Daniel Larison adds:

 It’s not just the false flag nature of the operation that is bothersome. If the report is true, this operation involved a terrorist group that blows up civilians in mosques, and the perception that the U.S. was behind the group that did these things invited attacks on Americans. In addition to encouraging atrocities against civilians, the operation made it seem as if the U.S. were complicit in those atrocities. […]

Suppose instead that it was U.S. agents posing as Mossad who recruited Sunni terrorists to launch a series of attacks on civilian targets in southern Lebanon, which in turn invited Hizbullah retaliation against Israel. Wouldn’t there be a great deal of outrage about this if the roles were reversed? On top of that, what purpose could be served by such an operation except to slaughter civilians and sow chaos?

Good question. These days it appears as though both Iran and Israel are doing their best to keep up the impression of imminent war. Iran’s chest-thumping and Israel’s own bellicosity may be more hot air than anything. Both stir trouble, sow chaos, but does either really want war?

America is the helpful stooge in all of this. Either that or we’re doing our best to keep things from boiling over. Perhaps, in fact, those are one and the same. Either way, Iranian nuclear scientists are showing up dead; allegations that the Mossad is impersonating the CIA in order to hire terrorists are floating about; and Iran is saying damn the torpedoes and plunging ahead with its nuke program.

It’s hard to know how this would play out under a Ron Paul presidency. As Alex Knapp noted a while back, Paul wants us out of essentially all of our foreign treaties, and that would include our entanglement in Israel:

Let’s not forget that Ron Paul doesn’t just want to bring the troops home. He wants to pull the United States out of all international organizations and as many treaties as possible. He wants the U.S. out of the United Nations. Out of NATO. Out of the WTO. Out of the ICJ. Hell, I wouldn’t be surprised to learn that he opposes the Vienna Convention.

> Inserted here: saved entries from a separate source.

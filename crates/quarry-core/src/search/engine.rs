//! The search engine facade: snapshot ownership, mode dispatch, and
//! the degradation policy around the embedding collaborator.
//!
//! All index state lives in an immutable [`IndexSnapshot`] behind an
//! `RwLock<Arc<_>>`. Searches clone the `Arc` and never hold the lock
//! across ranking work; a reload builds a complete replacement snapshot
//! off to the side and swaps it in one write.

use crate::config::{EMBED_TIMEOUT, OVERFETCH_FACTOR};
use crate::embedding::{truncate_input, Embedder};
use crate::error::{EmbeddingError, SearchError};
use crate::knowledge::{KnowledgeDocument, KnowledgeStore};
use crate::search::fusion;
use crate::search::lexical::LexicalIndex;
use crate::search::types::{IndexStats, MatchKind, ScoredResult, SearchMode};
use crate::search::vector::VectorStore;
use std::sync::Arc;
use tokio::sync::RwLock;
use tokio::time::timeout;
use tracing::{info, instrument, warn};

/// One consistent view of the corpus: the store plus both indexes
/// built from exactly that store.
struct IndexSnapshot {
    store: KnowledgeStore,
    lexical: LexicalIndex,
    vectors: VectorStore,
}

impl IndexSnapshot {
    async fn build(
        documents: Vec<KnowledgeDocument>,
        embedder: &dyn Embedder,
    ) -> Result<Self, SearchError> {
        let store = KnowledgeStore::from_documents(documents)?;
        let lexical = LexicalIndex::build(&store);
        let vectors = VectorStore::build(&store, embedder).await;
        Ok(Self {
            store,
            lexical,
            vectors,
        })
    }
}

/// Hybrid retrieval engine over a fixed corpus snapshot.
pub struct SearchEngine {
    embedder: Arc<dyn Embedder>,
    snapshot: RwLock<Arc<IndexSnapshot>>,
}

impl SearchEngine {
    /// Builds an engine by indexing the given corpus.
    ///
    /// Per-document embedding failures degrade to zero vectors rather
    /// than failing the build; see [`VectorStore::build`].
    ///
    /// # Errors
    ///
    /// Returns [`SearchError::DuplicateDocument`] if two documents
    /// share an id.
    #[instrument(skip_all, fields(doc_count = documents.len()))]
    pub async fn build(
        documents: Vec<KnowledgeDocument>,
        embedder: Arc<dyn Embedder>,
    ) -> Result<Self, SearchError> {
        let snapshot = IndexSnapshot::build(documents, embedder.as_ref()).await?;
        info!(
            documents = snapshot.store.len(),
            vocabulary = snapshot.lexical.vocabulary_size(),
            dimension = snapshot.vectors.dimension(),
            "search engine ready"
        );
        Ok(Self {
            embedder,
            snapshot: RwLock::new(Arc::new(snapshot)),
        })
    }

    /// Re-indexes a new corpus and atomically replaces the snapshot.
    ///
    /// Searches running against the old snapshot finish against it;
    /// searches starting after the swap see only the new corpus. On
    /// error the old snapshot stays in place untouched.
    #[instrument(skip_all, fields(doc_count = documents.len()))]
    pub async fn reload(&self, documents: Vec<KnowledgeDocument>) -> Result<(), SearchError> {
        let snapshot = IndexSnapshot::build(documents, self.embedder.as_ref()).await?;
        let mut guard = self.snapshot.write().await;
        *guard = Arc::new(snapshot);
        info!("index snapshot swapped");
        Ok(())
    }

    async fn current(&self) -> Arc<IndexSnapshot> {
        self.snapshot.read().await.clone()
    }

    /// Embeds a query, bounding the collaborator call with a deadline.
    async fn embed_query(&self, query: &str) -> Result<Vec<f32>, EmbeddingError> {
        match timeout(EMBED_TIMEOUT, self.embedder.embed(truncate_input(query))).await {
            Ok(result) => result,
            Err(_) => Err(EmbeddingError::Timeout(EMBED_TIMEOUT)),
        }
    }

    /// Runs a search in the requested mode.
    #[instrument(skip(self), fields(query_len = query.len()))]
    pub async fn search(
        &self,
        query: &str,
        top_k: usize,
        mode: SearchMode,
    ) -> Result<Vec<ScoredResult>, SearchError> {
        match mode {
            SearchMode::Bm25 => self.bm25_search(query, top_k).await,
            SearchMode::Vector => self.vector_search(query, top_k).await,
            SearchMode::Hybrid {
                vector_weight,
                bm25_weight,
            } => {
                self.hybrid_search(query, top_k, vector_weight, bm25_weight)
                    .await
            }
        }
    }

    /// Pure lexical ranking. Never touches the embedding collaborator.
    pub async fn bm25_search(
        &self,
        query: &str,
        top_k: usize,
    ) -> Result<Vec<ScoredResult>, SearchError> {
        let snapshot = self.current().await;
        let ranked = snapshot.lexical.search(&snapshot.store, query, top_k);
        materialize(&snapshot, ranked, MatchKind::Bm25)
    }

    /// Pure semantic ranking.
    ///
    /// # Errors
    ///
    /// Returns [`SearchError::EmbeddingUnavailable`] when the query
    /// cannot be embedded; unlike hybrid mode there is nothing to
    /// degrade to.
    pub async fn vector_search(
        &self,
        query: &str,
        top_k: usize,
    ) -> Result<Vec<ScoredResult>, SearchError> {
        let snapshot = self.current().await;
        let query_vector = self.embed_query(query).await?;
        let ranked = snapshot.vectors.search(&snapshot.store, &query_vector, top_k)?;
        materialize(&snapshot, ranked, MatchKind::Vector)
    }

    /// Fused ranking over both rankers.
    ///
    /// Each ranker is over-fetched so documents ranked just past
    /// `top_k` by one ranker can still surface after fusion. If the
    /// query embedding fails or times out, the call degrades to the
    /// unmixed lexical ranking instead of erroring.
    pub async fn hybrid_search(
        &self,
        query: &str,
        top_k: usize,
        vector_weight: f32,
        bm25_weight: f32,
    ) -> Result<Vec<ScoredResult>, SearchError> {
        let snapshot = self.current().await;
        let fetch = top_k.saturating_mul(OVERFETCH_FACTOR);
        let lexical = snapshot.lexical.search(&snapshot.store, query, fetch);

        let vector = match self.embed_query(query).await {
            Ok(query_vector) => {
                match snapshot.vectors.search(&snapshot.store, &query_vector, fetch) {
                    Ok(ranked) => Some(ranked),
                    Err(error) => {
                        warn!(%error, "vector ranker failed, serving lexical results only");
                        None
                    }
                }
            }
            Err(error) => {
                warn!(%error, "query embedding unavailable, serving lexical results only");
                None
            }
        };

        let Some(vector) = vector else {
            let mut ranked = lexical;
            ranked.truncate(top_k);
            return materialize(&snapshot, ranked, MatchKind::Bm25);
        };

        let hits = fusion::fuse(vector, lexical, vector_weight, bm25_weight, top_k);
        hits.into_iter()
            .map(|hit| {
                let document = snapshot
                    .store
                    .get(hit.doc)
                    .cloned()
                    .ok_or(SearchError::UnknownDocument(hit.doc))?;
                Ok(ScoredResult {
                    document,
                    score: hit.score,
                    breakdown: Some(hit.breakdown),
                    match_kind: hit.match_kind,
                })
            })
            .collect()
    }

    /// Index health for the stats surface.
    pub async fn stats(&self) -> IndexStats {
        let snapshot = self.current().await;
        let params = snapshot.lexical.params();
        IndexStats {
            total_documents: snapshot.store.len(),
            vocabulary_size: snapshot.lexical.vocabulary_size(),
            average_document_length: snapshot.lexical.average_document_length(),
            k1: params.k1,
            b: params.b,
        }
    }

    /// Number of documents in the current snapshot.
    pub async fn document_count(&self) -> usize {
        self.current().await.store.len()
    }

    /// Looks up a document in the current snapshot by id.
    pub async fn document_by_id(&self, id: &str) -> Option<Arc<KnowledgeDocument>> {
        self.current().await.store.by_id(id).cloned()
    }
}

/// Turns `(corpus position, score)` pairs into results for one ranker.
fn materialize(
    snapshot: &IndexSnapshot,
    ranked: Vec<(usize, f32)>,
    match_kind: MatchKind,
) -> Result<Vec<ScoredResult>, SearchError> {
    ranked
        .into_iter()
        .map(|(idx, score)| {
            let document = snapshot
                .store
                .get(idx)
                .cloned()
                .ok_or(SearchError::UnknownDocument(idx))?;
            Ok(ScoredResult {
                document,
                score,
                breakdown: None,
                match_kind,
            })
        })
        .collect()
}
//! Production configuration constants.
//!
//! These values define the default behavior of the retrieval core and
//! are referenced from the search modules, the CLI, and tests to keep
//! everything consistent.

use std::time::Duration;

// =============================================================================
// Embedding Collaborator
// =============================================================================

/// Default embedding vector dimension.
///
/// Matches all-MiniLM-L6-v2, the sentence-transformer family the corpus
/// was originally embedded with. The actual dimension is decided by the
/// `Embedder` implementation; this is the default the CLI and tests use.
pub const EMBEDDING_DIM: usize = 384;

/// Maximum characters of input text sent to the embedding collaborator.
///
/// Applied identically to documents at index time and queries at search
/// time so both live in the same embedding space. Truncation is
/// char-boundary safe.
pub const EMBED_INPUT_MAX_CHARS: usize = 500;

/// Hard timeout around a single embedding call.
///
/// A timed-out call is treated as "vector ranker unavailable for this
/// request" and the engine degrades to lexical-only results.
pub const EMBED_TIMEOUT: Duration = Duration::from_secs(10);

// =============================================================================
// BM25 Parameters
// =============================================================================

/// Term-frequency saturation parameter.
pub const BM25_K1: f64 = 1.5;

/// Document-length normalization strength.
pub const BM25_B: f64 = 0.75;

// =============================================================================
// Ranking and Fusion
// =============================================================================

/// Priority-boost divisor for the lexical (BM25) ranker: `1 + priority/50`.
pub const LEXICAL_PRIORITY_DIVISOR: f64 = 50.0;

/// Priority-boost divisor for the vector ranker: `1 + priority/100`.
///
/// Intentionally weaker than the lexical boost: cosine scores already
/// saturate near 1.0, so a smaller nudge is enough to break ties.
pub const VECTOR_PRIORITY_DIVISOR: f64 = 100.0;

/// Default fusion weight for the vector ranker.
pub const DEFAULT_VECTOR_WEIGHT: f32 = 0.6;

/// Default fusion weight for the BM25 ranker.
pub const DEFAULT_BM25_WEIGHT: f32 = 0.4;

/// Over-fetch multiplier for the underlying rankers during hybrid search.
///
/// Each ranker is asked for `OVERFETCH_FACTOR * top_k` candidates so
/// fusion has enough material even when the two methods disagree about
/// which documents are relevant.
pub const OVERFETCH_FACTOR: usize = 2;

// =============================================================================
// Corpus Loading
// =============================================================================

/// Minimum passage length in characters.
///
/// The corpus loader drops shorter passages before they reach the core;
/// fragments below this size carry too little signal to rank.
pub const MIN_PASSAGE_CHARS: usize = 50;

In other words, he wants the richest, most militarily powerful nation in the world to reverse its 200+ year tradition of strengthening international law as a means to settle disputes between nations without resorting to war. I’ll be the first to admit that the system of international law is weak and imperfect. But it’s a damn sight better than the alternative. The Founding Fathers didn’t put, in the Constitution, the provision that treaties trump Congressional statutes for nothing. They’re important for the wheels of diplomacy to keep turning. Pulling the United States out of so many international organizations will no doubt cause quite a few to collapse. What’s going to replace it?

Thinking about this again in terms of Israel only, while I think Americans need to disentangle and take a big step back from that conflict, it’s one of those precarious steps that you don’t want to make too quickly. That’s one of my own quibbles with Paul’s foreign policy – he may be right on the broad view that we’re far too entangled in the world’s affairs, but when it comes down to the particulars it all becomes much more complicated (notably, the same rule applies to shrinking the government; conservatives talk about wanting to shrink the size of the federal state but since they spend so little time actually caring about governance, it’s always Democrats who come up with detailed plans. See for example, Obama’s recent plan to consolidate agencies like the Small Business Administration.)

Israel has grown far too comfortable with a reliable friend in the United States. This would not be the first time they’ve done something like this, if the allegations are true. Something needs to change in this special relationship of ours.